Best coaching job: Gary Pinkel (33), Missouri. First 6-0 start for the Tigers since the Nixon administration has delivered Pinkel from the hot seat to the throne room. Mizzou could wind up losing four of its last six -- but then again, with Texas off the schedule, it's not completely insane to foresee 12-0. Wait a minute, yes it is.

Atlantic Coast Conference

Best team: Clemson (34). Maybe. Unless it's Georgia Tech (35). The Dash is certain that it's not the underachievers from Florida (FSU, Miami) or the bums from North Carolina (UNC, NC State, Duke, Wake Forest).

Best player: Calvin Johnson (36), Georgia Tech wide receiver. Scary to think what kind of numbers he'd put up with a big-time quarterback throwing him the ball.

Best coaching job: Jim Grobe (37), Wake Forest. Even if the bubble burst in the fourth quarter Saturday against Clemson -- another in a long series of late Demon Deacons collapses -- Wake (5-1, 1-1 ACC) has massively overachieved.

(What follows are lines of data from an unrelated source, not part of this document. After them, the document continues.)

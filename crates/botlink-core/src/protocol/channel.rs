//! Request/response channel
//!
//! Serializes command exchanges over a [`RobotLink`]. The link has no
//! multiplexing or correlation IDs, so exactly one waiter may be pending at
//! a time: a second concurrent waiter is rejected with
//! [`ProtocolError::ChannelBusy`] instead of replacing the first.
//!
//! Payloads that arrive while nobody is waiting are kept in a bounded inbox
//! so bursts (download packets, acks delivered inside `write`) are not lost.
//! The inbox is cleared before every write.

use std::collections::VecDeque;
use std::sync::{Arc, Mutex, MutexGuard, PoisonError};
use std::time::Duration;

use regex::Regex;
use serde::{Deserialize, Serialize};
use tokio::sync::oneshot;
use tracing::{debug, warn};

use super::framing::{latin1_decode, latin1_encode};
use super::{Command, ProtocolError, RobotLink, Subscription, MAX_INBOX_LEN};

type Waiter = oneshot::Sender<Result<Vec<u8>, ProtocolError>>;

/// What a text response must look like
#[derive(Debug, Clone, Copy)]
pub enum Expect<'a> {
    /// Exact literal after trimming whitespace
    Literal(&'a str),
    /// Text starting with the given prefix
    Prefix(&'a str),
    /// Text matching a regular expression
    Pattern(&'a Regex),
}

impl Expect<'_> {
    fn matches(&self, text: &str) -> bool {
        match self {
            Expect::Literal(literal) => text == *literal,
            Expect::Prefix(prefix) => text.starts_with(prefix),
            Expect::Pattern(re) => re.is_match(text),
        }
    }

    fn describe(&self) -> String {
        match self {
            Expect::Literal(literal) => (*literal).to_string(),
            Expect::Prefix(prefix) => format!("{}...", prefix),
            Expect::Pattern(re) => re.as_str().to_string(),
        }
    }
}

/// Cumulative traffic counters of a channel
#[derive(Debug, Clone, Copy, Default, PartialEq, Eq, Serialize, Deserialize)]
pub struct ChannelCounters {
    /// Bytes written to the link
    pub tx_bytes: u64,
    /// Bytes received from the link
    pub rx_bytes: u64,
    /// Payloads written
    pub tx_packets: u64,
    /// Payloads received
    pub rx_packets: u64,
}

struct ChannelShared {
    /// The single pending-response slot
    pending: Option<(u64, Waiter)>,
    next_waiter_id: u64,
    inbox: VecDeque<Vec<u8>>,
    inbox_capacity: usize,
    closed: bool,
    counters: ChannelCounters,
}

fn lock(shared: &Mutex<ChannelShared>) -> MutexGuard<'_, ChannelShared> {
    shared.lock().unwrap_or_else(PoisonError::into_inner)
}

impl ChannelShared {
    fn deliver(&mut self, data: Vec<u8>) {
        if self.closed {
            return;
        }
        self.counters.rx_bytes = self.counters.rx_bytes.saturating_add(data.len() as u64);
        self.counters.rx_packets = self.counters.rx_packets.saturating_add(1);

        let data = match self.pending.take() {
            Some((_, waiter)) => match waiter.send(Ok(data)) {
                Ok(()) => return,
                // Waiter gave up between timeout and delivery
                Err(returned) => match returned {
                    Ok(data) => data,
                    Err(_) => return,
                },
            },
            None => data,
        };

        if self.inbox.len() >= self.inbox_capacity {
            warn!(
                "Channel inbox full ({} payloads), dropping oldest",
                self.inbox_capacity
            );
            self.inbox.pop_front();
        }
        debug!("Queued unclaimed payload of {} bytes", data.len());
        self.inbox.push_back(data);
    }

    fn close(&mut self) {
        self.closed = true;
        self.inbox.clear();
        if let Some((_, waiter)) = self.pending.take() {
            let _ = waiter.send(Err(ProtocolError::ConnectionClosed));
        }
    }
}

/// Clears the pending slot when an `await_response` future completes or is dropped
struct PendingGuard<'a> {
    shared: &'a Mutex<ChannelShared>,
    id: u64,
}

impl Drop for PendingGuard<'_> {
    fn drop(&mut self) {
        let mut shared = lock(self.shared);
        if matches!(shared.pending, Some((id, _)) if id == self.id) {
            shared.pending = None;
        }
    }
}

/// Serialized request/response channel over a robot link
pub struct DeviceChannel<L: RobotLink> {
    link: Arc<L>,
    shared: Arc<Mutex<ChannelShared>>,
    subscriptions: Mutex<Vec<Subscription>>,
}

impl<L: RobotLink> DeviceChannel<L> {
    /// Open a channel: subscribe to inbound data and link drop
    pub fn open(link: Arc<L>) -> Self {
        Self::with_inbox_capacity(link, MAX_INBOX_LEN)
    }

    /// Open a channel keeping at most `inbox_capacity` unclaimed payloads
    pub fn with_inbox_capacity(link: Arc<L>, inbox_capacity: usize) -> Self {
        let shared = Arc::new(Mutex::new(ChannelShared {
            pending: None,
            next_waiter_id: 0,
            inbox: VecDeque::new(),
            inbox_capacity: inbox_capacity.max(1),
            closed: false,
            counters: ChannelCounters::default(),
        }));

        let data_shared = shared.clone();
        let data_subscription = link.on_data_received(Box::new(move |data: &[u8]| {
            lock(&data_shared).deliver(data.to_vec());
        }));

        let drop_shared = shared.clone();
        let link_id = link.id().to_string();
        let disconnect_subscription = link.on_disconnect(Box::new(move || {
            warn!("Link {} dropped", link_id);
            lock(&drop_shared).close();
        }));

        Self {
            link,
            shared,
            subscriptions: Mutex::new(vec![data_subscription, disconnect_subscription]),
        }
    }

    /// The link this channel writes to
    pub fn link(&self) -> &Arc<L> {
        &self.link
    }

    /// True once disposed or after the link dropped
    pub fn is_closed(&self) -> bool {
        lock(&self.shared).closed
    }

    /// Cumulative traffic counters
    pub fn counters(&self) -> ChannelCounters {
        lock(&self.shared).counters
    }

    /// Write one payload without waiting for a reply
    pub async fn send(&self, data: &[u8]) -> Result<(), ProtocolError> {
        {
            let mut shared = lock(&self.shared);
            if shared.closed {
                return Err(ProtocolError::ConnectionClosed);
            }
            if shared.pending.is_some() {
                return Err(ProtocolError::ChannelBusy);
            }
            if !shared.inbox.is_empty() {
                debug!("Discarding {} stale payloads before write", shared.inbox.len());
                shared.inbox.clear();
            }
            shared.counters.tx_bytes = shared.counters.tx_bytes.saturating_add(data.len() as u64);
            shared.counters.tx_packets = shared.counters.tx_packets.saturating_add(1);
        }

        debug!("send: {} bytes: {:02x?}", data.len(), data);
        self.link.write(data).await
    }

    /// Write Latin-1 text
    pub async fn send_text(&self, text: &str) -> Result<(), ProtocolError> {
        debug!("send_text: {:?}", text);
        self.send(&latin1_encode(text)).await
    }

    /// Write a protocol command
    pub async fn send_command(&self, command: Command) -> Result<(), ProtocolError> {
        self.send_text(&command.text()).await
    }

    /// Wait for the next inbound payload
    pub async fn await_response(&self, timeout: Duration) -> Result<Vec<u8>, ProtocolError> {
        let (id, receiver) = {
            let mut shared = lock(&self.shared);
            if shared.closed {
                return Err(ProtocolError::ConnectionClosed);
            }
            if let Some(data) = shared.inbox.pop_front() {
                return Ok(data);
            }
            if shared.pending.is_some() {
                return Err(ProtocolError::ChannelBusy);
            }
            let (sender, receiver) = oneshot::channel();
            let id = shared.next_waiter_id;
            shared.next_waiter_id = shared.next_waiter_id.wrapping_add(1);
            shared.pending = Some((id, sender));
            (id, receiver)
        };
        let _guard = PendingGuard {
            shared: &self.shared,
            id,
        };

        match tokio::time::timeout(timeout, receiver).await {
            Ok(Ok(result)) => result,
            Ok(Err(_)) => Err(ProtocolError::ConnectionClosed),
            Err(_) => {
                debug!("await_response: timed out after {}ms", timeout.as_millis());
                Err(ProtocolError::Timeout)
            }
        }
    }

    /// Write a payload and wait for the reply as one exchange
    pub async fn request(
        &self,
        data: &[u8],
        timeout: Duration,
    ) -> Result<Vec<u8>, ProtocolError> {
        self.send(data).await?;
        self.await_response(timeout).await
    }

    /// Wait for a text reply and check it against `expect`
    pub async fn await_text_response(
        &self,
        expect: Expect<'_>,
        timeout: Duration,
    ) -> Result<String, ProtocolError> {
        let payload = self.await_response(timeout).await?;
        let text = latin1_decode(&payload).trim().to_string();
        debug!("await_text_response: {:?}", text);
        if expect.matches(&text) {
            Ok(text)
        } else {
            Err(ProtocolError::unexpected(expect.describe(), text))
        }
    }

    /// Write text and wait for a text reply matching `expect`
    pub async fn request_text(
        &self,
        text: &str,
        expect: Expect<'_>,
        timeout: Duration,
    ) -> Result<String, ProtocolError> {
        self.send_text(text).await?;
        self.await_text_response(expect, timeout).await
    }

    /// Write a command and wait for a text reply matching `expect`
    pub async fn request_command(
        &self,
        command: Command,
        expect: Expect<'_>,
        timeout: Duration,
    ) -> Result<String, ProtocolError> {
        self.request_text(&command.text(), expect, timeout).await
    }

    /// Keep waiting for payloads until `stop` says the accumulated list is complete.
    ///
    /// `timeout` applies to each payload separately.
    pub async fn collect_responses<F>(
        &self,
        mut stop: F,
        timeout: Duration,
    ) -> Result<Vec<Vec<u8>>, ProtocolError>
    where
        F: FnMut(&[Vec<u8>]) -> bool,
    {
        let mut responses = Vec::new();
        while !stop(&responses) {
            let payload = self.await_response(timeout).await?;
            responses.push(payload);
        }
        Ok(responses)
    }

    /// Unsubscribe from the link and fail any pending waiter
    pub fn dispose(&self) {
        let subscriptions: Vec<Subscription> = self
            .subscriptions
            .lock()
            .unwrap_or_else(PoisonError::into_inner)
            .drain(..)
            .collect();
        drop(subscriptions);
        lock(&self.shared).close();
    }
}

impl<L: RobotLink> Drop for DeviceChannel<L> {
    fn drop(&mut self) {
        self.dispose();
    }
}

Especially given the injuries it has endured, particularly on offense.

Putting Out An APB For …
… Former Missouri quarterback Phil Bradley (38), an option-runner extraordinaire in the late 1970s/early '80s who went on to a career in pro baseball. Mizzou's current run might be its best since Bradley was running the veer in Columbia. Anyone with information on Bradley's whereabouts, please advise The Dash.

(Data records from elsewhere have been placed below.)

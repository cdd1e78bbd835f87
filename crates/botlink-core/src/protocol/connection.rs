//! Connection management
//!
//! Handles the session lifecycle: version handshake, protocol selection and
//! forwarding of the high-level operations to the negotiated handler.

use std::sync::atomic::{AtomicU32, Ordering};
use std::sync::{Arc, Mutex, MutexGuard, PoisonError};
use std::time::Duration;

use chrono::{DateTime, Utc};
use serde::{Deserialize, Serialize};
use tracing::{debug, info, warn};

use super::channel::ChannelCounters;
use super::framing::{parse_version, version_pattern};
use super::{
    create_handler, resolve, Command, DeviceChannel, DownloadReport, Expect, Handler,
    Instruction, ProtocolError, ProtocolVersion, RobotLink, DEFAULT_TIMEOUT_MS, MAX_INBOX_LEN,
    RECORD_MARGIN_MS, RUN_TIMEOUT_MS,
};

/// Connection state
#[derive(Debug, Clone, Copy, PartialEq, Eq, Serialize, Deserialize)]
pub enum ConnectionState {
    /// Not connected
    Disconnected,
    /// Version handshake in progress
    Handshaking,
    /// Connected and idle
    Ready,
    /// An operation is in flight
    Executing,
}

/// Connection configuration
#[derive(Debug, Clone, PartialEq, Eq, Serialize, Deserialize)]
#[serde(default)]
pub struct ConnectionConfig {
    /// Timeout for simple command acknowledgements
    pub response_timeout_ms: u64,
    /// Added to the requested duration while waiting for a recording
    pub record_margin_ms: u64,
    /// Upper bound for a stored program to finish running
    pub run_timeout_ms: u64,
    /// Timeout for `FULL` after an upload
    pub upload_timeout_ms: u64,
    /// Timeout for each payload of a download
    pub download_packet_timeout_ms: u64,
    /// Unclaimed inbound payloads kept by the channel
    pub inbox_capacity: usize,
}

impl Default for ConnectionConfig {
    fn default() -> Self {
        Self {
            response_timeout_ms: DEFAULT_TIMEOUT_MS,
            record_margin_ms: RECORD_MARGIN_MS,
            run_timeout_ms: RUN_TIMEOUT_MS,
            upload_timeout_ms: 2 * DEFAULT_TIMEOUT_MS,
            download_packet_timeout_ms: DEFAULT_TIMEOUT_MS,
            inbox_capacity: MAX_INBOX_LEN,
        }
    }
}

impl ConnectionConfig {
    /// Parse a configuration from JSON; missing fields keep their defaults
    pub fn from_json(json: &str) -> Result<Self, serde_json::Error> {
        serde_json::from_str(json)
    }

    /// Serialize the configuration to pretty JSON
    pub fn to_json(&self) -> Result<String, serde_json::Error> {
        serde_json::to_string_pretty(self)
    }

    /// Timeout for simple command acknowledgements
    pub fn response_timeout(&self) -> Duration {
        Duration::from_millis(self.response_timeout_ms)
    }

    /// Timeout for a recording of `duration_seconds`
    pub fn record_timeout(&self, duration_seconds: u32) -> Duration {
        Duration::from_secs(u64::from(duration_seconds))
            + Duration::from_millis(self.record_margin_ms)
    }

    /// Timeout for a stored program run
    pub fn run_timeout(&self) -> Duration {
        Duration::from_millis(self.run_timeout_ms)
    }

    /// Timeout for the upload acknowledgement
    pub fn upload_timeout(&self) -> Duration {
        Duration::from_millis(self.upload_timeout_ms)
    }

    /// Timeout for each download payload
    pub fn download_packet_timeout(&self) -> Duration {
        Duration::from_millis(self.download_packet_timeout_ms)
    }
}

/// Metadata of a connected robot
#[derive(Debug, Clone, PartialEq, Eq, Serialize, Deserialize)]
#[serde(rename_all = "camelCase")]
pub struct RobotInfo {
    /// Link identifier
    pub id: String,
    /// Advertised device name
    pub name: String,
    /// Firmware version reported by the handshake
    pub firmware_version: u32,
    /// Negotiated protocol generation
    pub protocol_version: ProtocolVersion,
    /// Current sampling interval
    pub interval: u32,
    /// When the handshake completed
    pub connected_at: DateTime<Utc>,
}

/// Resets the session to `Ready` when an operation ends
struct OperationGuard<'a, L: RobotLink> {
    session: &'a RobotSession<L>,
}

impl<L: RobotLink> Drop for OperationGuard<'_, L> {
    fn drop(&mut self) {
        let closed = self.session.channel.is_closed();
        let mut state = self.session.lock_state();
        if *state == ConnectionState::Executing {
            *state = if closed {
                ConnectionState::Disconnected
            } else {
                ConnectionState::Ready
            };
        }
    }
}

/// A connected robot speaking one negotiated protocol
pub struct RobotSession<L: RobotLink> {
    link: Arc<L>,
    channel: DeviceChannel<L>,
    handler: Handler,
    config: ConnectionConfig,
    info: RobotInfo,
    interval: AtomicU32,
    state: Mutex<ConnectionState>,
}

impl<L: RobotLink> RobotSession<L> {
    /// Connect over `link`: handshake, pick the protocol, read the interval
    pub async fn connect(link: Arc<L>, config: ConnectionConfig) -> Result<Self, ProtocolError> {
        info!("Connecting to {} ({})", link.name(), link.id());
        let channel = DeviceChannel::with_inbox_capacity(link.clone(), config.inbox_capacity);

        debug!("State: {:?}", ConnectionState::Handshaking);
        let (firmware_version, handler) = match handshake(&channel, &config).await {
            Ok(result) => result,
            Err(e) => {
                warn!("Handshake with {} failed: {}", link.id(), e);
                return Err(e);
            }
        };
        let protocol_version = handler.version();
        let interval = handler.get_interval(&channel, &config).await?;

        info!(
            "Connected to {}: firmware {}, protocol {}, interval {}",
            link.name(),
            firmware_version,
            protocol_version,
            interval
        );

        let info = RobotInfo {
            id: link.id().to_string(),
            name: link.name().to_string(),
            firmware_version,
            protocol_version,
            interval,
            connected_at: Utc::now(),
        };

        Ok(Self {
            link,
            channel,
            handler,
            config,
            info,
            interval: AtomicU32::new(interval),
            state: Mutex::new(ConnectionState::Ready),
        })
    }

    /// Dispose the channel and close the link.
    ///
    /// An operation still in flight fails with [`ProtocolError::ConnectionClosed`].
    pub async fn disconnect(&self) -> Result<(), ProtocolError> {
        *self.lock_state() = ConnectionState::Disconnected;
        self.channel.dispose();
        info!("Disconnecting from {}", self.info.id);
        self.link.disconnect().await
    }

    /// Current connection state
    pub fn state(&self) -> ConnectionState {
        if self.channel.is_closed() {
            return ConnectionState::Disconnected;
        }
        *self.lock_state()
    }

    /// Snapshot of the session metadata
    pub fn info(&self) -> RobotInfo {
        RobotInfo {
            interval: self.interval(),
            ..self.info.clone()
        }
    }

    /// Link identifier
    pub fn id(&self) -> &str {
        &self.info.id
    }

    /// Advertised device name
    pub fn name(&self) -> &str {
        &self.info.name
    }

    /// Firmware version reported by the handshake
    pub fn firmware_version(&self) -> u32 {
        self.info.firmware_version
    }

    /// Negotiated protocol generation
    pub fn protocol_version(&self) -> ProtocolVersion {
        self.info.protocol_version
    }

    /// Last known sampling interval
    pub fn interval(&self) -> u32 {
        self.interval.load(Ordering::SeqCst)
    }

    /// Active configuration
    pub fn config(&self) -> &ConnectionConfig {
        &self.config
    }

    /// Cumulative traffic counters
    pub fn counters(&self) -> ChannelCounters {
        self.channel.counters()
    }

    /// Put the robot into real-time drive mode
    pub async fn start_drive_mode(&self) -> Result<(), ProtocolError> {
        let _op = self.begin()?;
        self.handler
            .start_drive_mode(&self.channel, &self.config)
            .await
    }

    /// Record a manual driving session
    pub async fn record_instructions(
        &self,
        duration_seconds: u32,
        sample_interval: u32,
    ) -> Result<(), ProtocolError> {
        let _op = self.begin()?;
        self.handler
            .record_instructions(&self.channel, &self.config, duration_seconds, sample_interval)
            .await
    }

    /// Run the stored program until it finishes
    pub async fn run_stored_instructions(&self) -> Result<(), ProtocolError> {
        let _op = self.begin()?;
        self.handler
            .run_stored_instructions(&self.channel, &self.config)
            .await
    }

    /// Stop the robot
    pub async fn stop(&self) -> Result<(), ProtocolError> {
        let _op = self.begin()?;
        self.handler.stop(&self.channel, &self.config).await
    }

    /// Replace the stored program, optionally running it afterwards
    pub async fn upload_instructions(
        &self,
        instructions: &[Instruction],
        run_after_upload: bool,
    ) -> Result<(), ProtocolError> {
        let _op = self.begin()?;
        self.handler
            .upload_instructions(&self.channel, &self.config, instructions, run_after_upload)
            .await
    }

    /// Read back the stored program
    pub async fn download_instructions(&self) -> Result<DownloadReport, ProtocolError> {
        let _op = self.begin()?;
        self.handler
            .download_instructions(&self.channel, &self.config)
            .await
    }

    /// Query the sampling interval from the robot
    pub async fn get_interval(&self) -> Result<u32, ProtocolError> {
        let _op = self.begin()?;
        let interval = self
            .handler
            .get_interval(&self.channel, &self.config)
            .await?;
        self.interval.store(interval, Ordering::SeqCst);
        Ok(interval)
    }

    /// Set the sampling interval
    pub async fn set_interval(&self, value: u32) -> Result<u32, ProtocolError> {
        let _op = self.begin()?;
        let interval = self
            .handler
            .set_interval(&self.channel, &self.config, value)
            .await?;
        self.interval.store(interval, Ordering::SeqCst);
        Ok(interval)
    }

    fn lock_state(&self) -> MutexGuard<'_, ConnectionState> {
        self.state.lock().unwrap_or_else(PoisonError::into_inner)
    }

    /// Claim the session for one operation
    fn begin(&self) -> Result<OperationGuard<'_, L>, ProtocolError> {
        let closed = self.channel.is_closed();
        let mut state = self.lock_state();
        if closed {
            *state = ConnectionState::Disconnected;
        }
        match *state {
            ConnectionState::Ready => {
                *state = ConnectionState::Executing;
                Ok(OperationGuard { session: self })
            }
            ConnectionState::Executing | ConnectionState::Handshaking => {
                Err(ProtocolError::ChannelBusy)
            }
            ConnectionState::Disconnected => Err(ProtocolError::NotConnected),
        }
    }
}

/// Query the firmware version and pick the handler for it
async fn handshake<L: RobotLink>(
    channel: &DeviceChannel<L>,
    config: &ConnectionConfig,
) -> Result<(u32, Handler), ProtocolError> {
    let reply = match channel
        .request_command(
            Command::QueryVersion,
            Expect::Pattern(version_pattern()),
            config.response_timeout(),
        )
        .await
    {
        Ok(reply) => reply,
        Err(ProtocolError::UnexpectedResponse { actual, .. }) => {
            return Err(ProtocolError::InvalidVersionResponse(actual))
        }
        Err(e) => return Err(e),
    };
    let firmware_version =
        parse_version(&reply).ok_or_else(|| ProtocolError::InvalidVersionResponse(reply.clone()))?;
    let protocol_version = resolve(firmware_version)?;
    debug!(
        "handshake: firmware {} -> protocol {}",
        firmware_version, protocol_version
    );
    Ok((firmware_version, create_handler(protocol_version)))
}

#[cfg(test)]
mod tests {
    use super::*;

    #[test]
    fn test_connection_config_default() {
        let config = ConnectionConfig::default();
        assert_eq!(config.response_timeout(), Duration::from_secs(5));
        assert_eq!(config.record_timeout(3), Duration::from_secs(13));
        assert_eq!(config.inbox_capacity, MAX_INBOX_LEN);
    }

    #[test]
    fn test_connection_config_partial_json() {
        let config = ConnectionConfig::from_json(r#"{"run_timeout_ms": 60000}"#).unwrap();
        assert_eq!(config.run_timeout(), Duration::from_secs(60));
        assert_eq!(config.response_timeout_ms, DEFAULT_TIMEOUT_MS);

        let json = config.to_json().unwrap();
        assert_eq!(ConnectionConfig::from_json(&json).unwrap(), config);
    }

    #[test]
    fn test_connection_state() {
        let state = ConnectionState::Disconnected;
        assert_eq!(state, ConnectionState::Disconnected);
        assert_ne!(state, ConnectionState::Ready);
    }
}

Meanwhile, The Dash received sketchy and conflicting information on last week's APB subject, former Florida State Robo QB Dan Kendra (39). The most seemingly reliable and current reports had Kendra working in medical equipment sales in his home state of Pennsylvania. Kendra opted to join the Navy SEALs at one point, according to news stories, but his name could not be found in a database of training graduates. The Dash's favorite report said that Kendra is actually playing quarterback at Florida under the name "Tim Tebow."

Point After
When hungry and attempting to pass yourself off as classy in Dallas, The Dash recommends dinner at Al Biernat's (40), a swank steak place that will serve you a swell bottle of red wine with your red meat. But they won't serve you a bottle of OU Suks beer, which several Texas fans told The Dash is real and was for sale in several locales leading into the Red River Rivalry. One reader passed along an e-mail of a purported label of the beer, which bills itself thusly: "Brewed south of the Red River, to prevent impurities and single-branch family trees, this Texas beer has something Oklahomans can only wish for: distinctively smooth taste." Them's fightin' words -- as if Oklahoma and Texas needed any more reasons to get mad at each other.